This column was prompted by a query from a reader in Thessalonica seeking a good Photoshop technique for darkening weak skies, especially in black-and-white. After exploring a variety of tactics, we settled on the use of Selective Color adjustment layers. This is a hugely versatile command that receives rather short-shrift in most textbooks and Web discussions dealing with Photoshop. Given its versatility, it takes some time to understand its operation. Our approach was to explore its many options using a photograph of the familiar Macbeth ColorChecker Chart.
Go to the Layers palette, choose Create New Fill or Adjustment Layer, and click on Selective Color.
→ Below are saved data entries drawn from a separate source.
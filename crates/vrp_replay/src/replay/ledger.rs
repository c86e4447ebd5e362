use fxhash::FxHashSet;
use serde::Serialize;

use crate::problem::node::NodeIdx;

/// A stop and the vehicle (by node index) that visited it or is heading to it.
#[derive(Serialize, Debug, Clone, Copy, PartialEq, Eq, Hash)]
pub struct VisitRecord {
    pub node: NodeIdx,
    pub vehicle: NodeIdx,
}

impl VisitRecord {
    pub fn new(node: NodeIdx, vehicle: NodeIdx) -> Self {
        VisitRecord { node, vehicle }
    }
}

impl From<VisitRecord> for [usize; 2] {
    fn from(record: VisitRecord) -> Self {
        [record.node.get(), record.vehicle.get()]
    }
}

/// Work the next solve must not reassign: stops already visited, and the
/// destination each vehicle is driving to right now.
#[derive(Debug, Clone, Default)]
pub struct VisitLedger {
    visited: Vec<VisitRecord>,
    recorded: FxHashSet<VisitRecord>,
    locked: Vec<VisitRecord>,
}

impl VisitLedger {
    pub fn new() -> Self {
        Self::default()
    }

    /// Visits in the order they happened; each pair appears once.
    pub fn visited(&self) -> &[VisitRecord] {
        &self.visited
    }

    /// Destinations locked by the latest tick.
    pub fn locked(&self) -> &[VisitRecord] {
        &self.locked
    }

    /// Returns `false` when the pair was already recorded.
    pub(crate) fn record_visit(&mut self, node: NodeIdx, vehicle: NodeIdx) -> bool {
        let record = VisitRecord::new(node, vehicle);

        if self.recorded.insert(record) {
            self.visited.push(record);
            true
        } else {
            false
        }
    }

    pub(crate) fn replace_locked(&mut self, locked: Vec<VisitRecord>) {
        self.locked = locked;
    }

    pub fn clear(&mut self) {
        self.visited.clear();
        self.recorded.clear();
        self.locked.clear();
    }
}
use crate::json::{solve_request::SolveRequest, solver_response::SolverResponse};

/// Transport to the solver service. The replay core never talks to the
/// network itself; hosts plug in whatever reaches their solver.
pub trait SolverClient {
    fn solve(&self, request: &SolveRequest) -> anyhow::Result<SolverResponse>;
}

impl<F> SolverClient for F
where
    F: Fn(&SolveRequest) -> anyhow::Result<SolverResponse>,
{
    fn solve(&self, request: &SolveRequest) -> anyhow::Result<SolverResponse> {
        self(request)
    }
}
pub mod generator;
pub mod location;
pub mod node;
pub mod pickup_delivery;
pub mod problem_instance;
pub mod time_window;
use std::path::PathBuf;

use clap::Subcommand;
use rand::{SeedableRng, rngs::SmallRng};
use tracing::info;
use vrp_replay::{
    json::{schema, types::JsonProblem},
    problem::generator::{GeneratorParams, generate_random_problem},
};

use crate::file_utils::write_output;

#[derive(Subcommand)]
pub enum GenerateSubcommands {
    /// Random instance: one depot, some cars and pickup/delivery pairs
    Problem {
        #[arg(long, default_value_t = 3, env = "VRP_NUM_CARS")]
        cars: usize,

        #[arg(long, default_value_t = 10, env = "VRP_NUM_PAIRS")]
        pairs: usize,

        #[arg(long, default_value_t = 960)]
        width: u32,

        #[arg(long, default_value_t = 600)]
        height: u32,

        /// Seed for a reproducible instance
        #[arg(long)]
        seed: Option<u64>,

        /// Output file, stdout when omitted
        #[arg(long, short = 'o')]
        out: Option<PathBuf>,
    },
    JsonSchema {
        /// Output file for the schema
        #[arg(long, short = 'o')]
        out: PathBuf,

        /// Schema of the problem file instead of the solve request
        #[arg(long)]
        problem: bool,
    },
}

pub fn run(subcommand: GenerateSubcommands) -> Result<(), anyhow::Error> {
    match subcommand {
        GenerateSubcommands::Problem {
            cars,
            pairs,
            width,
            height,
            seed,
            out,
        } => {
            let mut rng = match seed {
                Some(seed) => SmallRng::seed_from_u64(seed),
                None => SmallRng::from_os_rng(),
            };
            let instance = generate_random_problem(
                GeneratorParams {
                    width,
                    height,
                    num_cars: cars,
                    num_pairs: pairs,
                },
                &mut rng,
            );

            info!(nodes = instance.len(), "generated problem");
            let content = serde_json::to_string_pretty(&JsonProblem::from(&instance))?;
            write_output(out.as_ref(), &content)?;
        }
        GenerateSubcommands::JsonSchema { out, problem } => {
            let schema = if problem {
                schema::generate_problem_json_schema()?
            } else {
                schema::generate_json_schema()?
            };

            write_output(Some(&out), &schema)?;
        }
    }

    Ok(())
}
This opens the menu seen in Figure 1. A choice must be made whether to invoke relative or absolute adjustments. Click on the Relative button. In the descriptions to follow, we work only with relative, as this ensures changes made to a color’s RGB values are in proportion to how strongly they are represented in that color. Changes made in absolute mode can be overwhelming, prompting undesirable changes in a color’s hue.
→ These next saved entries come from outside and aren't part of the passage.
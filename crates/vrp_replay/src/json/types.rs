use schemars::JsonSchema;
use serde::{Deserialize, Serialize};

use crate::problem::{
    location::Location,
    node::{Node, NodeIdx, NodeKind},
    pickup_delivery::PickupDeliveryPair,
    problem_instance::{PlacementError, ProblemInstance},
    time_window::TimeWindow,
};

#[derive(Serialize, Deserialize, JsonSchema, Debug, Clone, Copy, PartialEq, Eq)]
#[serde(rename_all = "lowercase", rename = "NodeType")]
pub enum JsonNodeKind {
    Depot,
    Car,
    Task,
    Pickup,
    Delivery,
}

#[derive(Serialize, Deserialize, JsonSchema, Debug, Clone, PartialEq)]
#[serde(rename_all = "camelCase", rename = "Node")]
pub struct JsonNode {
    pub x: f64,
    pub y: f64,
    pub index: usize,

    #[serde(rename = "type")]
    pub kind: JsonNodeKind,

    pub time_window: [i64; 2],

    #[serde(default)]
    pub visited: bool,

    #[serde(default, skip_serializing_if = "Option::is_none")]
    pub duration: Option<i64>,

    #[serde(default, skip_serializing_if = "Option::is_none")]
    pub capacity: Option<i64>,
}

impl From<&Node> for JsonNode {
    fn from(node: &Node) -> Self {
        let (kind, duration, capacity) = match node.kind() {
            NodeKind::Depot => (JsonNodeKind::Depot, None, None),
            NodeKind::Vehicle { capacity } => (JsonNodeKind::Car, None, Some(capacity)),
            NodeKind::Task { duration } => (JsonNodeKind::Task, Some(duration), None),
            NodeKind::Pickup => (JsonNodeKind::Pickup, None, None),
            NodeKind::Delivery => (JsonNodeKind::Delivery, None, None),
        };

        JsonNode {
            x: node.location().x(),
            y: node.location().y(),
            index: node.index().get(),
            kind,
            time_window: node.time_window().into(),
            visited: node.is_visited(),
            duration,
            capacity,
        }
    }
}

impl From<&JsonNode> for Node {
    fn from(value: &JsonNode) -> Self {
        let kind = match value.kind {
            JsonNodeKind::Depot => NodeKind::Depot,
            JsonNodeKind::Car => value
                .capacity
                .map_or_else(NodeKind::vehicle, |capacity| NodeKind::Vehicle { capacity }),
            JsonNodeKind::Task => value
                .duration
                .map_or_else(NodeKind::task, |duration| NodeKind::Task { duration }),
            JsonNodeKind::Pickup => NodeKind::Pickup,
            JsonNodeKind::Delivery => NodeKind::Delivery,
        };

        Node::new(
            NodeIdx::new(value.index),
            Location::from_cartesian(value.x, value.y),
            kind,
        )
        .with_time_window(TimeWindow::from(value.time_window))
        .with_visited(value.visited)
    }
}

/// Problem file written by `generate problem` and read by the CLI.
#[derive(Serialize, Deserialize, JsonSchema, Debug, Clone, PartialEq)]
#[serde(rename_all = "camelCase", rename = "Problem")]
pub struct JsonProblem {
    pub nodes: Vec<JsonNode>,

    #[serde(default)]
    pub pickup_delivery_pairs: Vec<[usize; 2]>,
}

impl From<&ProblemInstance> for JsonProblem {
    fn from(instance: &ProblemInstance) -> Self {
        JsonProblem {
            nodes: instance.nodes().iter().map(JsonNode::from).collect(),
            pickup_delivery_pairs: instance
                .pairs()
                .iter()
                .map(|pair| [pair.pickup().get(), pair.delivery().get()])
                .collect(),
        }
    }
}

impl JsonProblem {
    pub fn build_problem(&self) -> Result<ProblemInstance, PlacementError> {
        let nodes = self.nodes.iter().map(Node::from).collect();
        let pairs = self
            .pickup_delivery_pairs
            .iter()
            .map(|&[pickup, delivery]| {
                PickupDeliveryPair::new(NodeIdx::new(pickup), NodeIdx::new(delivery))
            })
            .collect();

        ProblemInstance::from_parts(nodes, pairs)
    }
}
use async_trait::async_trait;
use fairval_core::connector::{
    BalanceSheetProvider, CashflowProvider, FairvalConnector, IncomeStatementProvider,
    QuoteProvider,
};
use fairval_core::{
    AssetKind, BalanceSheetRow, CashflowRow, FairvalError, IncomeStatementRow, Instrument, Quote,
};

mod fixtures;

/// Mock connector for offline runs and CI. Provides deterministic data from static fixtures.
///
/// Fixture symbols:
/// - `PYPL`: eleven fiscal years of statements, 1e9 shares, price 60.
/// - `KO`: five fiscal years, no cash-flow statement.
/// - `NOSHARES`: balance sheet without a share count.
/// - `NOPRICE`: quote without a last price.
/// - `FAIL`: every capability returns a connector error.
pub struct MockConnector;

impl Default for MockConnector {
    fn default() -> Self {
        Self::new()
    }
}

impl MockConnector {
    /// Stable connector name.
    pub const NAME: &'static str = "fairval-mock";

    #[must_use]
    pub const fn new() -> Self {
        Self
    }

    fn not_found(what: &str, s: &str) -> FairvalError {
        FairvalError::not_found(format!("{what} for {s}"))
    }

    fn maybe_fail(symbol: &str, capability: &'static str) -> Result<(), FairvalError> {
        if symbol == "FAIL" {
            return Err(FairvalError::connector(
                Self::NAME,
                format!("forced failure: {capability}"),
            ));
        }
        Ok(())
    }
}

impl FairvalConnector for MockConnector {
    fn name(&self) -> &'static str {
        Self::NAME
    }
    fn vendor(&self) -> &'static str {
        "Mock"
    }

    fn supports_kind(&self, kind: AssetKind) -> bool {
        matches!(kind, AssetKind::Equity)
    }

    fn as_quote_provider(&self) -> Option<&dyn QuoteProvider> {
        Some(self as &dyn QuoteProvider)
    }
    fn as_income_statement_provider(&self) -> Option<&dyn IncomeStatementProvider> {
        Some(self as &dyn IncomeStatementProvider)
    }
    fn as_balance_sheet_provider(&self) -> Option<&dyn BalanceSheetProvider> {
        Some(self as &dyn BalanceSheetProvider)
    }
    fn as_cashflow_provider(&self) -> Option<&dyn CashflowProvider> {
        Some(self as &dyn CashflowProvider)
    }
}

#[async_trait]
impl QuoteProvider for MockConnector {
    async fn quote(&self, instrument: &Instrument) -> Result<Quote, FairvalError> {
        let s = instrument.symbol_str();
        Self::maybe_fail(s, "quote")?;
        fixtures::quotes::by_symbol(s)?.ok_or_else(|| Self::not_found("quote", s))
    }
}

// Statements are annual-only; the cadence flag is ignored.
#[async_trait]
impl IncomeStatementProvider for MockConnector {
    async fn income_statement(
        &self,
        instrument: &Instrument,
        _q: bool,
    ) -> Result<Vec<IncomeStatementRow>, FairvalError> {
        let s = instrument.symbol_str();
        Self::maybe_fail(s, "income-statement")?;
        fixtures::fundamentals::income_stmt_by_symbol(s)?
            .ok_or_else(|| Self::not_found("fundamentals", s))
    }
}

#[async_trait]
impl BalanceSheetProvider for MockConnector {
    async fn balance_sheet(
        &self,
        instrument: &Instrument,
        _q: bool,
    ) -> Result<Vec<BalanceSheetRow>, FairvalError> {
        let s = instrument.symbol_str();
        Self::maybe_fail(s, "balance-sheet")?;
        fixtures::fundamentals::balance_sheet_by_symbol(s)?
            .ok_or_else(|| Self::not_found("fundamentals", s))
    }
}

#[async_trait]
impl CashflowProvider for MockConnector {
    async fn cashflow(
        &self,
        instrument: &Instrument,
        _q: bool,
    ) -> Result<Vec<CashflowRow>, FairvalError> {
        let s = instrument.symbol_str();
        Self::maybe_fail(s, "cashflow")?;
        fixtures::fundamentals::cashflow_by_symbol(s)?
            .ok_or_else(|| Self::not_found("fundamentals", s))
    }
}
Creation of the actual layer is a two-step process: Select a color to operate on (reds, greens, blues, cyans, magentas, yellows, whites, neutrals, or blacks), then adjust the four sliders (cyan, magenta, yellow, black). The first step, color selection, is what makes the tool uniquely powerful. For example, if we select blues, any subsequent slider adjustments alter only image colors with a strong bluish cast. In the case of our color-checker photograph, the choice of blues allows us to alter the appearance of the chips identified as blue sky, blue f lower, purplish blue, blue, and cyan. The other 19 chips remain absolutely impervious to any slider adjustments. Had we selected greens as the operative color, we would be free to alter only the chips labeled foliage, bluish green, yellow green, and green.
With the color selected, adjustments are made by moving the sliders. All colors contain R, G, and B components. Moving the cyan slider changes only the selected colors’ R component; magenta alters only G, and yellow only B. The black slider is a special case and a useful shortcut. Setting this to, for instance, +50%, has exactly the same effect as setting the other three sliders to +50%.
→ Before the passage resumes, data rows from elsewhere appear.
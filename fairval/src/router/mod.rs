pub mod fundamentals;
pub mod macros;
pub mod quotes;

pub mod util;
//! Plain-text rendering of a [`ValuationReport`].

use std::fmt;

use fairval::{Estimate, ValuationReport, Verdict};

/// Human-readable view of a report, in the layout of the interactive tool.
pub struct TextReport<'a>(pub &'a ValuationReport);

fn percent(e: Estimate) -> String {
    e.value()
        .map_or_else(|| "n/a".to_string(), |v| format!("{:.1}%", v * 100.0))
}

impl fmt::Display for TextReport<'_> {
    fn fmt(&self, f: &mut fmt::Formatter<'_>) -> fmt::Result {
        let r = self.0;
        let v = &r.result;
        let years = r.assumptions.horizon_years;

        writeln!(f, "Results: {}", r.symbol)?;
        writeln!(f, "  Live Price   ${:.2}", r.quote.price)?;
        writeln!(
            f,
            "  Fair Value   ${:.2} ({:+.1}%)",
            v.blended_fair_value, v.percent_difference_from_price
        )?;
        let label = match v.verdict {
            Verdict::Undervalued => "UNDERVALUED",
            Verdict::Overvalued => "OVERVALUED",
        };
        writeln!(
            f,
            "{label} by {:.1}% based on your assumptions.",
            v.percent_difference_from_price.abs()
        )?;

        writeln!(f)?;
        writeln!(f, "Valuation Breakdown (value in {years} yrs)")?;
        writeln!(f, "  Future Revenue     ${:.1}B", v.future_revenue / 1e9)?;
        writeln!(f, "  Future EPS         ${:.2}", v.future_eps)?;
        writeln!(f, "  Future FCF/Share   ${:.2}", v.future_fcf_per_share)?;

        writeln!(f)?;
        writeln!(f, "Intrinsic Value Comparison")?;
        writeln!(
            f,
            "  Based on Earnings (P/E)      ${:.2}",
            v.intrinsic_value_by_earnings
        )?;
        writeln!(
            f,
            "  Based on Cash Flow (P/FCF)   ${:.2}",
            v.intrinsic_value_by_cashflow
        )?;

        if !r.history.rows.is_empty() {
            writeln!(f)?;
            writeln!(
                f,
                "Historical ({} annual periods)",
                r.history.periods_available
            )?;
            writeln!(
                f,
                "  {:<8}{:>14}{:>16}{:>16}",
                "Window", "Revenue CAGR", "Avg Net Margin", "Avg FCF Margin"
            )?;
            for row in &r.history.rows {
                writeln!(
                    f,
                    "  {:<8}{:>14}{:>16}{:>16}",
                    format!("{}y", row.window_years),
                    percent(row.revenue_cagr),
                    percent(row.average_net_margin),
                    percent(row.average_fcf_margin),
                )?;
            }
        }

        if !r.warnings.is_empty() {
            writeln!(f)?;
            writeln!(f, "Warnings")?;
            for w in &r.warnings {
                writeln!(f, "  - {w}")?;
            }
        }
        Ok(())
    }
}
So how to darken a sky? Open an adjustment layer, select relative mode, select blues, and shove the cyan, magenta and black sliders all the way to the right (+100%, or less if desired). Now select cyans and make the same three slider adjustments. Flatten the image, convert to Grayscale, and voila!—a greatly darkened sky without revision to other colors (Figure 2). Not dark enough? Add another Selective Color adjustment layer. The comparison in Figure 2 demonstrates the consequences of a single adjustment layer as just described relative to the original photograph (with thumbnails of the color versions).
We have focused on skies in response to the original query, but the same versatile tool may be used to selectively lighten foliage, improve tonality of furniture, achieve an old “ortho look” to portraits (for men at least; the grey-skinned, dark-lipped look is not generally flattering on women), and so on—all the while preserving the appearance of other colors.